Public distress about the debt ceiling started at the end of 2012 with the introduction of the phrase “fiscal cliff”. Two daunting words next to each other without a third for ease, and without proper context they mean next to nothing. Though the plan had been set to go into effect since the Budget Control Act of 2011, few Americans knew the implication of those words: a combination of budget cuts and tax hikes designed to begin making a dent in the federal deficit.
In 2011, the U.S. was in danger of defaulting on its national debt. Our only other option was to raise the debt ceiling enough to allow for our federal loans to remain unpaid. As a compromise to those opposed, a stipulation was added that if no action was taken to reduce spending, automatic budget cuts and tax increases were to be put into place at the beginning of 2013. These cuts were reasonable and non-discriminatory, but the obvious concern was the recession and loss of jobs that would follow such government cuts. So the ceiling was raised. The roof stayed firmly in place, though several eyewitnesses report it being on fire.

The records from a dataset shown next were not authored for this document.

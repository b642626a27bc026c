//! Metadata for archive objects and properties.
//!
//! Metadata is stored as key-value pairs of strings and is used to
//! describe schemas, interpretations, geometry scopes and material
//! bindings. In the archive document it is written in the Alembic
//! `key=value;key2=value2` string form.

use serde::{Deserialize, Deserializer, Serialize, Serializer};
use smallvec::SmallVec;
use std::fmt;

/// Metadata storage - insertion-ordered key-value pairs of strings.
///
/// Uses SmallVec optimization for common case of few entries.
#[derive(Clone, Default, PartialEq)]
pub struct MetaData {
    entries: SmallVec<[(String, String); 4]>,
}

impl MetaData {
    /// Schema title key.
    pub const SCHEMA_KEY: &'static str = "schema";

    /// Schema base type key.
    pub const SCHEMA_BASE_KEY: &'static str = "schemaBaseType";

    /// Schema object title key.
    pub const SCHEMA_OBJ_TITLE_KEY: &'static str = "schemaObjTitle";

    /// Interpretation key (e.g., "point", "normal", "box").
    pub const INTERPRETATION_KEY: &'static str = "interpretation";

    /// Create empty metadata.
    pub fn new() -> Self {
        Self::default()
    }

    /// Metadata for a schema object: title, base type and object title.
    pub fn for_schema(schema: &str, base: Option<&str>, prop: &str) -> Self {
        let mut meta = Self::new();
        meta.set(Self::SCHEMA_KEY, schema);
        if let Some(base) = base {
            meta.set(Self::SCHEMA_BASE_KEY, base);
        }
        meta.set(Self::SCHEMA_OBJ_TITLE_KEY, format!("{}:{}", schema, prop));
        meta
    }

    /// Set a metadata value, replacing an existing entry in place.
    pub fn set(&mut self, key: impl Into<String>, value: impl Into<String>) {
        let key = key.into();
        let value = value.into();

        if let Some((_, v)) = self.entries.iter_mut().find(|(k, _)| *k == key) {
            *v = value;
            return;
        }
        self.entries.push((key, value));
    }

    /// Get a metadata value by key.
    pub fn get(&self, key: &str) -> Option<&str> {
        self.entries
            .iter()
            .find(|(k, _)| k == key)
            .map(|(_, v)| v.as_str())
    }

    /// Get the number of entries.
    pub fn len(&self) -> usize {
        self.entries.len()
    }

    /// Check if empty.
    pub fn is_empty(&self) -> bool {
        self.entries.is_empty()
    }

    /// Get schema title.
    pub fn schema(&self) -> Option<&str> {
        self.get(Self::SCHEMA_KEY)
    }

    /// Iterate over key-value pairs in insertion order.
    pub fn iter(&self) -> impl Iterator<Item = (&str, &str)> {
        self.entries.iter().map(|(k, v)| (k.as_str(), v.as_str()))
    }

    /// Serialize to Alembic metadata string format.
    pub fn serialize(&self) -> String {
        let mut result = String::new();
        for (i, (k, v)) in self.entries.iter().enumerate() {
            if i > 0 {
                result.push(';');
            }
            escape_into(&mut result, k);
            result.push('=');
            escape_into(&mut result, v);
        }
        result
    }

    /// Parse from Alembic metadata string format.
    ///
    /// Entries without an unescaped `=` or with an empty key are skipped.
    pub fn parse(s: &str) -> Self {
        let mut meta = Self::new();
        for part in split_unescaped(s, ';') {
            let Some(eq) = find_unescaped(part, '=') else {
                continue;
            };
            let key = unescape(&part[..eq]);
            if !key.is_empty() {
                meta.set(key, unescape(&part[eq + 1..]));
            }
        }
        meta
    }
}

impl fmt::Debug for MetaData {
    fn fmt(&self, f: &mut fmt::Formatter<'_>) -> fmt::Result {
        f.debug_map()
            .entries(self.entries.iter().map(|(k, v)| (k, v)))
            .finish()
    }
}

impl Serialize for MetaData {
    fn serialize<S: Serializer>(&self, serializer: S) -> std::result::Result<S::Ok, S::Error> {
        serializer.serialize_str(&MetaData::serialize(self))
    }
}

impl<'de> Deserialize<'de> for MetaData {
    fn deserialize<D: Deserializer<'de>>(deserializer: D) -> std::result::Result<Self, D::Error> {
        let s = String::deserialize(deserializer)?;
        Ok(MetaData::parse(&s))
    }
}

/// Escape the separator characters of the metadata string form.
fn escape_into(out: &mut String, s: &str) {
    for c in s.chars() {
        if matches!(c, '\\' | ';' | '=') {
            out.push('\\');
        }
        out.push(c);
    }
}

fn unescape(s: &str) -> String {
    let mut result = String::with_capacity(s.len());
    let mut chars = s.chars();
    while let Some(c) = chars.next() {
        if c == '\\' {
            match chars.next() {
                Some(next) => result.push(next),
                None => result.push(c),
            }
        } else {
            result.push(c);
        }
    }
    result
}

/// Byte offset of the first `sep` not preceded by an escaping backslash.
fn find_unescaped(s: &str, sep: char) -> Option<usize> {
    let mut escaped = false;
    for (i, c) in s.char_indices() {
        if escaped {
            escaped = false;
        } else if c == '\\' {
            escaped = true;
        } else if c == sep {
            return Some(i);
        }
    }
    None
}

/// Split on every occurrence of `sep` not preceded by an escaping backslash.
fn split_unescaped(s: &str, sep: char) -> Vec<&str> {
    let mut parts = Vec::new();
    let mut start = 0;
    let mut escaped = false;
    for (i, c) in s.char_indices() {
        if escaped {
            escaped = false;
        } else if c == '\\' {
            escaped = true;
        } else if c == sep {
            parts.push(&s[start..i]);
            start = i + c.len_utf8();
        }
    }
    if start < s.len() {
        parts.push(&s[start..]);
    }
    parts
}

#[cfg(test)]
mod tests {
    use super::*;

    #[test]
    fn test_metadata_update() {
        let mut meta = MetaData::new();
        meta.set("key", "value1");
        meta.set("key", "value2");

        assert_eq!(meta.get("key"), Some("value2"));
        assert_eq!(meta.len(), 1);
    }

    #[test]
    fn test_schema_metadata() {
        let meta = MetaData::for_schema("AbcGeom_PolyMesh_v1", Some("AbcGeom_GeomBase_v1"), ".geom");
        assert_eq!(meta.schema(), Some("AbcGeom_PolyMesh_v1"));
        assert_eq!(
            meta.serialize(),
            "schema=AbcGeom_PolyMesh_v1;schemaBaseType=AbcGeom_GeomBase_v1;\
             schemaObjTitle=AbcGeom_PolyMesh_v1:.geom"
        );
    }

    #[test]
    fn test_metadata_parse() {
        let meta = MetaData::parse("schema=AbcGeom_FaceSet_v1;interpretation=box;broken");
        assert_eq!(meta.schema(), Some("AbcGeom_FaceSet_v1"));
        assert_eq!(meta.get("interpretation"), Some("box"));
        assert_eq!(meta.len(), 2);
    }

    #[test]
    fn test_metadata_escape() {
        let mut meta = MetaData::new();
        meta.set("key=with;special", "value=with;special\\");

        let parsed = MetaData::parse(&meta.serialize());
        assert_eq!(parsed.get("key=with;special"), Some("value=with;special\\"));
    }

    #[test]
    fn test_metadata_json_string() {
        let mut meta = MetaData::new();
        meta.set("geoScope", "fvr");
        let json = serde_json::to_string(&meta).unwrap();
        assert_eq!(json, r#""geoScope=fvr""#);
        let back: MetaData = serde_json::from_str(&json).unwrap();
        assert_eq!(back, meta);
    }
}
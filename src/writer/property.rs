//! Output property types.
//!
//! Every scalar and array property owns an explicit next-sample slot.
//! A sample is only accepted at that slot, so a writer that receives
//! frames out of order fails loudly instead of silently shifting every
//! later sample onto the wrong time.

use serde::Serialize;

use crate::core::{MetaData, SampleData};
use crate::util::{DataType, Error, Result};

/// Property data variants.
#[derive(Clone, Debug, PartialEq, Serialize)]
#[serde(tag = "kind", rename_all = "lowercase")]
pub enum OPropertyData {
    /// One value of `data_type` per sample.
    Scalar { data_type: DataType, samples: Vec<SampleData> },
    /// One array of `data_type` elements per sample.
    Array { data_type: DataType, samples: Vec<SampleData> },
    /// Child properties.
    Compound { children: Vec<OProperty> },
}

/// Property for writing.
#[derive(Clone, Debug, PartialEq, Serialize)]
pub struct OProperty {
    /// Property name.
    pub name: String,
    /// Metadata.
    #[serde(skip_serializing_if = "MetaData::is_empty")]
    pub meta_data: MetaData,
    /// Time sampling index into the archive's sampling table.
    pub time_sampling_index: u32,
    /// Property data.
    #[serde(flatten)]
    pub data: OPropertyData,
}

impl OProperty {
    fn with_data(name: &str, data: OPropertyData) -> Self {
        Self {
            name: name.to_string(),
            meta_data: MetaData::new(),
            time_sampling_index: 0,
            data,
        }
    }

    /// Create a scalar property.
    pub fn scalar(name: &str, data_type: DataType) -> Self {
        Self::with_data(name, OPropertyData::Scalar { data_type, samples: Vec::new() })
    }

    /// Create an array property.
    pub fn array(name: &str, data_type: DataType) -> Self {
        Self::with_data(name, OPropertyData::Array { data_type, samples: Vec::new() })
    }

    /// Create a compound property.
    pub fn compound(name: &str) -> Self {
        Self::with_data(name, OPropertyData::Compound { children: Vec::new() })
    }

    /// Set metadata.
    pub fn with_meta_data(mut self, md: MetaData) -> Self {
        self.meta_data = md;
        self
    }

    /// Element type, `None` for compounds.
    pub fn data_type(&self) -> Option<DataType> {
        match &self.data {
            OPropertyData::Scalar { data_type, .. } | OPropertyData::Array { data_type, .. } => {
                Some(*data_type)
            }
            OPropertyData::Compound { .. } => None,
        }
    }

    /// Slot the next appended sample must target.
    pub fn next_slot(&self) -> u32 {
        self.num_samples() as u32
    }

    /// Get number of samples (0 for compounds).
    pub fn num_samples(&self) -> usize {
        match &self.data {
            OPropertyData::Scalar { samples, .. } | OPropertyData::Array { samples, .. } => samples.len(),
            OPropertyData::Compound { .. } => 0,
        }
    }

    /// Borrow a written sample.
    pub fn sample(&self, index: usize) -> Option<&SampleData> {
        match &self.data {
            OPropertyData::Scalar { samples, .. } | OPropertyData::Array { samples, .. } => {
                samples.get(index)
            }
            OPropertyData::Compound { .. } => None,
        }
    }

    /// Check that `slot` is this property's next slot.
    pub fn check_slot(&self, slot: u32) -> Result<()> {
        let expected = self.next_slot();
        if slot != expected {
            return Err(Error::SampleSlot {
                property: self.name.clone(),
                expected,
                actual: slot,
            });
        }
        Ok(())
    }

    /// Append a sample at `slot`, advancing the next slot by one.
    ///
    /// The sample must hold values of the property's type: a scalar
    /// takes exactly one element, an array any number.
    pub fn append(&mut self, slot: u32, sample: SampleData) -> Result<()> {
        self.check_slot(slot)?;
        let name = &self.name;
        let mismatch = |data_type: &DataType, sample: &SampleData| {
            Error::InconsistentSample(format!(
                "property {} holds {}, got {} x{} values",
                name,
                data_type,
                sample.pod(),
                sample.len() * sample.pod_extent()
            ))
        };
        match &mut self.data {
            OPropertyData::Scalar { data_type, samples } => {
                let extent = sample.len() * sample.pod_extent();
                if sample.pod() != data_type.pod || extent != data_type.extent as usize {
                    return Err(mismatch(data_type, &sample));
                }
                samples.push(sample);
                Ok(())
            }
            OPropertyData::Array { data_type, samples } => {
                if sample.pod() != data_type.pod || sample.pod_extent() != data_type.extent as usize {
                    return Err(mismatch(data_type, &sample));
                }
                samples.push(sample);
                Ok(())
            }
            OPropertyData::Compound { .. } => Err(Error::other(format!(
                "Cannot append a sample to compound property {}",
                self.name
            ))),
        }
    }

    /// Add a child property (compounds only).
    pub fn add_child(&mut self, prop: OProperty) -> Result<()> {
        match &mut self.data {
            OPropertyData::Compound { children } => {
                children.push(prop);
                Ok(())
            }
            _ => Err(Error::other(format!("Property {} is not a compound", self.name))),
        }
    }

    /// Find a child property by name (compounds only).
    pub fn child(&self, name: &str) -> Option<&OProperty> {
        match &self.data {
            OPropertyData::Compound { children } => children.iter().find(|p| p.name == name),
            _ => None,
        }
    }
}
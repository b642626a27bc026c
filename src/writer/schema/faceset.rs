//! FaceSet schema writer.

use crate::core::{MetaData, SampleData};
use crate::util::{DataType, Error, Result};

use super::super::object::OObject;
use super::super::property::{OProperty, OPropertyData};

/// Material assignment property name.
pub const MATERIAL_ASSIGN_PROPERTY: &str = ".material.assign";

const FACESET_SCHEMA: &str = "AbcGeom_FaceSet_v1";

/// FaceSet sample data for output.
#[derive(Clone, Debug, Default, PartialEq)]
pub struct OFaceSetSample {
    pub faces: Vec<i32>,
}

impl OFaceSetSample {
    /// Create new FaceSet sample.
    pub fn new(faces: Vec<i32>) -> Self {
        Self { faces }
    }

    /// A sample selecting no faces.
    pub fn empty() -> Self {
        Self::default()
    }
}

/// FaceSet schema writer.
pub struct OFaceSet {
    object: OObject,
    faces: OProperty,
    material_assign: Option<String>,
    time_sampling_index: u32,
}

impl OFaceSet {
    /// Create new FaceSet.
    pub fn new(name: &str) -> Self {
        let object = OObject::new(name)
            .with_meta_data(MetaData::for_schema(FACESET_SCHEMA, Some("AbcGeom_GeomBase_v1"), ".faceset"));
        Self {
            object,
            faces: OProperty::array(".faces", DataType::INT32),
            material_assign: None,
            time_sampling_index: 0,
        }
    }

    /// Object name.
    pub fn name(&self) -> &str {
        &self.object.name
    }

    /// Set time sampling index. Must happen before the first sample.
    pub fn set_time_sampling(&mut self, index: u32) -> Result<()> {
        if self.faces.num_samples() > 0 {
            return Err(Error::other(format!(
                "FaceSet {}: time sampling must be set before the first sample",
                self.object.name
            )));
        }
        self.time_sampling_index = index;
        Ok(())
    }

    /// Slot the next sample must target.
    pub fn next_slot(&self) -> u32 {
        self.faces.next_slot()
    }

    /// Assign a material by archive path.
    pub fn set_material_assignment(&mut self, material_path: &str) {
        self.material_assign = Some(material_path.to_string());
    }

    /// Add a sample at `slot`.
    pub fn add_sample(&mut self, slot: u32, sample: &OFaceSetSample) -> Result<()> {
        if let Some(bad) = sample.faces.iter().find(|&&f| f < 0) {
            return Err(Error::InconsistentSample(format!(
                "FaceSet {} has negative face index {}",
                self.object.name, bad
            )));
        }
        self.faces.append(slot, SampleData::Int32(sample.faces.clone()))
    }

    /// Largest face index over all samples, if any face was written.
    pub fn max_face_index(&self) -> Option<i32> {
        (0..self.faces.num_samples())
            .filter_map(|i| self.faces.sample(i))
            .filter_map(|s| s.as_i32())
            .flat_map(|faces| faces.iter().copied())
            .max()
    }

    /// Build the object.
    pub fn build(mut self) -> OObject {
        let mut faces = self.faces;
        faces.time_sampling_index = self.time_sampling_index;
        let mut children = vec![faces];

        if let Some(path) = self.material_assign {
            let mut assign = OProperty::scalar(MATERIAL_ASSIGN_PROPERTY, DataType::STRING);
            assign.data = OPropertyData::Scalar {
                data_type: DataType::STRING,
                samples: vec![SampleData::String(vec![path])],
            };
            children.push(assign);
        }

        let mut meta = MetaData::new();
        meta.set(MetaData::SCHEMA_KEY, FACESET_SCHEMA);
        meta.set(MetaData::SCHEMA_BASE_KEY, "AbcGeom_GeomBase_v1");
        let mut faceset = OProperty::compound(".faceset").with_meta_data(meta);
        faceset.data = OPropertyData::Compound { children };

        self.object.add_property(faceset);
        self.object
    }
}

By January 2013 the proposed automatic budget cuts had been suspended, and Obama went head to head with the House Republicans to raise the debt ceiling again, this time without the threat of automatic spending cuts or higher taxes for the wealthy. Our options to reduce the deficit were (and remain) similar to those of a failing business: either bring in more money, or spend less. The fear is the same on either side of the coin; a country’s economy will suffer no matter whether its government raises taxes, reduces funding, or a little bit of each. In an attempt to bring some rhyme or reason to this dilemma, U.S. taxpayers decided to pay a group of folks to muck around with all sorts of figures and percentages. Somehow this group of folks determined which amount of whose dollars should go to one place or another, and Obama’s American Taxpayer Relief Act was passed.
So what should a failing business do? Essentially the U.S. is a failing business, spending and lending substantially more money than it generates in revenue. The U.S. government, unlike most businesses, has the luxury of borrowing trillions of dollars and the power to indefinitely postpone the responsibility of paying it back. Without the looming possibility of a few proverbial fingers getting broken, where is the motivation to pay our debt? Even the small reward of glimpsing a positive number in the national bank account does not seem likely or even possible in my lifetime (or yours). Needless to say, even if the Chief Executives decided to forfeit their salaries, this corporation of the United States of America will not be turning a profit this quarter.